Notably, in August alone, as many as 1,496 enterprises have come back into operation, up 35.2 percent compared to last month. However, this month saw a decrease in the number of newly-established enterprises and registered capital with 5,052 enterprises and 27.3 trillion VND, down 0.6 percent and 13.2 percent respectively when compared with July.

In the January – August period, 47,000 enterprises have been set up with a total registered capital of 289.8 trillion VND, down 9.5 percent in the number of enterprises established but up 14.2 percent in registered capital against the corresponding period last year.
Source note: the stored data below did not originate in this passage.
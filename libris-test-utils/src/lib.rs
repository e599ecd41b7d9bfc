//! LIBRIS Test Utilities
//!
//! Centralized test infrastructure for the LIBRIS workspace:
//! - A scripted in-memory catalog that counts its requests
//! - Proptest generators for catalog entities and query keys
//! - Test fixtures for common scenarios

// Re-export the in-memory persister from its source crate
pub use libris_storage::MemoryPersister;

// Re-export core types for convenience
pub use libris_core::{
    Author, AuthorId, BookDetail, BookId, BookLink, CatalogError, CatalogSource, LibrisError,
    LibrisResult, QueryKey, SearchPage, SearchResult, PAGE_SIZE,
};

use async_trait::async_trait;
use std::collections::HashMap;
use std::sync::atomic::{AtomicUsize, Ordering};
use std::sync::{Arc, RwLock};
use tokio::sync::Notify;

// ============================================================================
// MOCK CATALOG
// ============================================================================

#[derive(Debug, Default)]
struct MockState {
    pages: HashMap<(String, u32), SearchPage>,
    books: HashMap<BookId, BookDetail>,
    authors: HashMap<AuthorId, Author>,
    failures: HashMap<String, CatalogError>,
}

/// In-memory catalog for testing.
///
/// Unknown searches answer with an empty page; unknown books and authors
/// answer with a 404. Every call is counted, and a gate can hold all
/// responses until the test releases them.
#[derive(Debug, Default)]
pub struct MockCatalog {
    state: RwLock<MockState>,
    search_calls: AtomicUsize,
    book_calls: AtomicUsize,
    author_calls: AtomicUsize,
    gate: Option<Arc<Notify>>,
}

impl MockCatalog {
    pub fn new() -> Self {
        Self::default()
    }

    /// Hold every response until `gate` is notified once per request.
    pub fn gated(mut self, gate: Arc<Notify>) -> Self {
        self.gate = Some(gate);
        self
    }

    pub fn with_page(self, filter: &str, page: u32, result: SearchPage) -> Self {
        if let Ok(mut state) = self.state.write() {
            state.pages.insert((filter.to_string(), page), result);
        }
        self
    }

    pub fn with_book(self, id: &str, detail: BookDetail) -> Self {
        if let Ok(mut state) = self.state.write() {
            state.books.insert(BookId::new(id), detail);
        }
        self
    }

    pub fn with_author(self, id: &str, author: Author) -> Self {
        if let Ok(mut state) = self.state.write() {
            state.authors.insert(AuthorId::new(id), author);
        }
        self
    }

    /// Make every request whose path is `path` fail with `error`.
    ///
    /// Paths look like `search/<filter>/<page>`, `/works/OL1W` or
    /// `/authors/OL1A`.
    pub fn fail(&self, path: impl Into<String>, error: CatalogError) {
        if let Ok(mut state) = self.state.write() {
            state.failures.insert(path.into(), error);
        }
    }

    /// Undo an earlier [`fail`](Self::fail).
    pub fn recover(&self, path: &str) {
        if let Ok(mut state) = self.state.write() {
            state.failures.remove(path);
        }
    }

    pub fn search_calls(&self) -> usize {
        self.search_calls.load(Ordering::SeqCst)
    }

    pub fn book_calls(&self) -> usize {
        self.book_calls.load(Ordering::SeqCst)
    }

    pub fn author_calls(&self) -> usize {
        self.author_calls.load(Ordering::SeqCst)
    }

    pub fn total_calls(&self) -> usize {
        self.search_calls() + self.book_calls() + self.author_calls()
    }

    async fn wait_for_gate(&self) {
        if let Some(gate) = &self.gate {
            gate.notified().await;
        }
    }

    fn failure(&self, path: &str) -> Option<CatalogError> {
        self.state
            .read()
            .ok()
            .and_then(|state| state.failures.get(path).cloned())
    }
}

fn not_found(path: &str) -> LibrisError {
    CatalogError::Status {
        status: 404,
        url: format!("mock://catalog{path}.json"),
    }
    .into()
}

#[async_trait]
impl CatalogSource for MockCatalog {
    async fn search_books(&self, filter: &str, page: u32) -> LibrisResult<SearchPage> {
        self.search_calls.fetch_add(1, Ordering::SeqCst);
        self.wait_for_gate().await;

        let path = format!("search/{filter}/{page}");
        if let Some(error) = self.failure(&path) {
            return Err(error.into());
        }
        let registered = self
            .state
            .read()
            .ok()
            .and_then(|state| state.pages.get(&(filter.to_string(), page)).cloned());
        Ok(registered.unwrap_or_else(|| fixtures::empty_page(filter)))
    }

    async fn get_book(&self, id: &BookId) -> LibrisResult<BookDetail> {
        self.book_calls.fetch_add(1, Ordering::SeqCst);
        self.wait_for_gate().await;

        if let Some(error) = self.failure(id.as_str()) {
            return Err(error.into());
        }
        self.state
            .read()
            .ok()
            .and_then(|state| state.books.get(id).cloned())
            .ok_or_else(|| not_found(id.as_str()))
    }

    async fn get_author(&self, id: &AuthorId) -> LibrisResult<Author> {
        self.author_calls.fetch_add(1, Ordering::SeqCst);
        self.wait_for_gate().await;

        if let Some(error) = self.failure(id.as_str()) {
            return Err(error.into());
        }
        self.state
            .read()
            .ok()
            .and_then(|state| state.authors.get(id).cloned())
            .ok_or_else(|| not_found(id.as_str()))
    }
}

// ============================================================================
// PROPTEST GENERATORS
// ============================================================================

pub mod generators {
    //! Proptest strategies for generating LIBRIS catalog types.

    use super::*;
    use proptest::prelude::*;

    /// Generate a work id like `/works/OL123W`.
    pub fn arb_book_id() -> impl Strategy<Value = BookId> {
        (1u32..10_000_000).prop_map(|n| BookId::new(format!("/works/OL{n}W")))
    }

    /// Generate an author id like `/authors/OL123A`.
    pub fn arb_author_id() -> impl Strategy<Value = AuthorId> {
        (1u32..10_000_000).prop_map(|n| AuthorId::new(format!("/authors/OL{n}A")))
    }

    /// Generate a search filter, possibly blank.
    pub fn arb_filter() -> impl Strategy<Value = String> {
        prop_oneof![
            Just(String::new()),
            Just("   ".to_string()),
            "[a-z]{1,12}( [a-z]{1,12}){0,2}",
        ]
    }

    pub fn arb_search_result() -> impl Strategy<Value = SearchResult> {
        (
            arb_book_id(),
            "[A-Za-z ]{1,40}",
            proptest::option::of("[A-Za-z .]{1,30}"),
            proptest::option::of(arb_author_id()),
            proptest::option::of(-5i64..1_000_000),
            proptest::option::of(1450i32..2030),
        )
            .prop_map(
                |(id, title, author_name, author_id, cover_id, publish_year)| SearchResult {
                    id,
                    title,
                    author_name,
                    author_id,
                    cover_id,
                    publish_year,
                },
            )
    }

    /// Generate a page that respects the page size.
    pub fn arb_search_page() -> impl Strategy<Value = SearchPage> {
        (
            "[a-z]{1,12}",
            proptest::collection::vec(arb_search_result(), 0..=PAGE_SIZE),
            0u64..500,
        )
            .prop_map(|(filter, docs, extra)| SearchPage {
                num_found: docs.len() as u64 + extra,
                start: Some(0),
                filter,
                docs,
            })
    }

    pub fn arb_book_detail() -> impl Strategy<Value = BookDetail> {
        (
            "[A-Za-z ]{1,40}",
            proptest::option::of("[A-Za-z .\n]{0,200}"),
            proptest::collection::vec(1i64..1_000_000, 0..5),
            proptest::option::of(arb_author_id()),
        )
            .prop_map(|(title, description, covers, author_id)| BookDetail {
                title,
                description,
                covers,
                links: None,
                author_id,
            })
    }
}

// ============================================================================
// TEST FIXTURES
// ============================================================================

pub mod fixtures {
    //! Pre-built test fixtures for common testing scenarios.

    use super::*;

    /// A search hit numbered `n`.
    pub fn search_result(n: u64) -> SearchResult {
        SearchResult {
            id: BookId::new(format!("/works/OL{n}W")),
            title: format!("Book {n}"),
            author_name: Some(format!("Author {n}")),
            author_id: Some(AuthorId::new(format!("/authors/OL{n}A"))),
            cover_id: Some(n as i64),
            publish_year: Some(1950 + (n % 70) as i32),
        }
    }

    /// Page `page` of a result set with `num_found` hits.
    pub fn search_page(filter: &str, page: u32, num_found: u64) -> SearchPage {
        let start = u64::from(page.saturating_sub(1)) * PAGE_SIZE as u64;
        let end = num_found.min(start + PAGE_SIZE as u64);
        SearchPage {
            num_found,
            start: Some(start),
            filter: filter.to_string(),
            docs: (start..end).map(|n| search_result(n + 1)).collect(),
        }
    }

    pub fn empty_page(filter: &str) -> SearchPage {
        SearchPage {
            num_found: 0,
            start: Some(0),
            filter: filter.to_string(),
            docs: vec![],
        }
    }

    /// The fully fetched detail behind [`search_result`]`(n)`.
    pub fn book_detail(n: u64) -> BookDetail {
        BookDetail {
            title: format!("Book {n}"),
            description: Some(format!("Description of book {n}")),
            covers: vec![n as i64],
            links: Some(vec![BookLink {
                title: "Wikipedia".to_string(),
                url: format!("https://en.wikipedia.org/wiki/Book_{n}"),
            }]),
            author_id: Some(AuthorId::new(format!("/authors/OL{n}A"))),
        }
    }

    /// The author behind [`search_result`]`(n)`.
    pub fn author(n: u64) -> Author {
        Author {
            name: format!("Author {n}"),
            link: Some(format!("https://example.org/authors/{n}")),
        }
    }

    /// A catalog holding three pages of `filter` (15 hits) plus every
    /// listed book and its author.
    pub fn stocked_catalog(filter: &str) -> MockCatalog {
        let num_found = 15;
        let mut catalog = MockCatalog::new();
        for page in 1..=3 {
            catalog = catalog.with_page(filter, page, search_page(filter, page, num_found));
        }
        for n in 1..=num_found {
            catalog = catalog
                .with_book(&format!("/works/OL{n}W"), book_detail(n))
                .with_author(&format!("/authors/OL{n}A"), author(n));
        }
        catalog
    }
}

#[cfg(test)]
mod tests {
    use super::*;
    use proptest::prelude::*;

    #[tokio::test]
    async fn test_mock_catalog_serves_registered_data() {
        let catalog = fixtures::stocked_catalog("dune");

        let page = catalog.search_books("dune", 2).await.unwrap();
        assert_eq!(page.docs.len(), PAGE_SIZE);
        assert_eq!(page.docs[0].id.as_str(), "/works/OL7W");

        let book = catalog.get_book(&BookId::new("/works/OL7W")).await.unwrap();
        assert_eq!(book.title, "Book 7");

        let author = catalog
            .get_author(&AuthorId::new("/authors/OL7A"))
            .await
            .unwrap();
        assert_eq!(author.name, "Author 7");

        assert_eq!(catalog.search_calls(), 1);
        assert_eq!(catalog.book_calls(), 1);
        assert_eq!(catalog.author_calls(), 1);
    }

    #[tokio::test]
    async fn test_mock_catalog_unknown_search_is_empty() {
        let catalog = MockCatalog::new();
        let page = catalog.search_books("nothing", 1).await.unwrap();
        assert!(page.is_empty());
        assert_eq!(page.num_found, 0);
    }

    #[tokio::test]
    async fn test_mock_catalog_unknown_book_is_404() {
        let catalog = MockCatalog::new();
        let err = catalog
            .get_book(&BookId::new("/works/OL404W"))
            .await
            .unwrap_err();
        assert!(matches!(
            err,
            LibrisError::Catalog(CatalogError::Status { status: 404, .. })
        ));
    }

    #[tokio::test]
    async fn test_mock_catalog_scripted_failure_and_recovery() {
        let catalog = fixtures::stocked_catalog("dune");
        catalog.fail(
            "search/dune/1",
            CatalogError::Transport {
                url: "mock://catalog/search.json".to_string(),
                reason: "offline".to_string(),
            },
        );
        assert!(catalog.search_books("dune", 1).await.is_err());

        catalog.recover("search/dune/1");
        assert!(catalog.search_books("dune", 1).await.is_ok());
        assert_eq!(catalog.search_calls(), 2);
    }

    #[test]
    fn test_last_page_is_partial() {
        let page = fixtures::search_page("dune", 3, 15);
        assert_eq!(page.docs.len(), 3);
        assert_eq!(page.start, Some(12));
    }

    proptest! {
        #![proptest_config(ProptestConfig::with_cases(50))]

        #[test]
        fn prop_generated_pages_fit_page_size(page in generators::arb_search_page()) {
            prop_assert!(page.docs.len() <= PAGE_SIZE);
            prop_assert!(page.num_found >= page.docs.len() as u64);
        }

        #[test]
        fn prop_generated_ids_are_catalog_paths(id in generators::arb_book_id(), author in generators::arb_author_id()) {
            prop_assert!(id.as_str().starts_with("/works/"));
            prop_assert!(author.as_str().starts_with("/authors/"));
        }
    }
}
The average registered capital per enterprise was 6.1 billion VND, a year-on-year increase of 26.2 percent.

The report from the GSO indicates that in the last eight months the electricity, water and gas production and supply sectors were among the sectors displaying the most positive economic signs as the number of newly-established enterprises went up by 12.4 percent and the number of un-operational or dissolved enterprises fell by 27.9 percent.

In the meantime, several sectors still face many difficulties such as the wholesale, retail, automobile repair, tourism, job services among others.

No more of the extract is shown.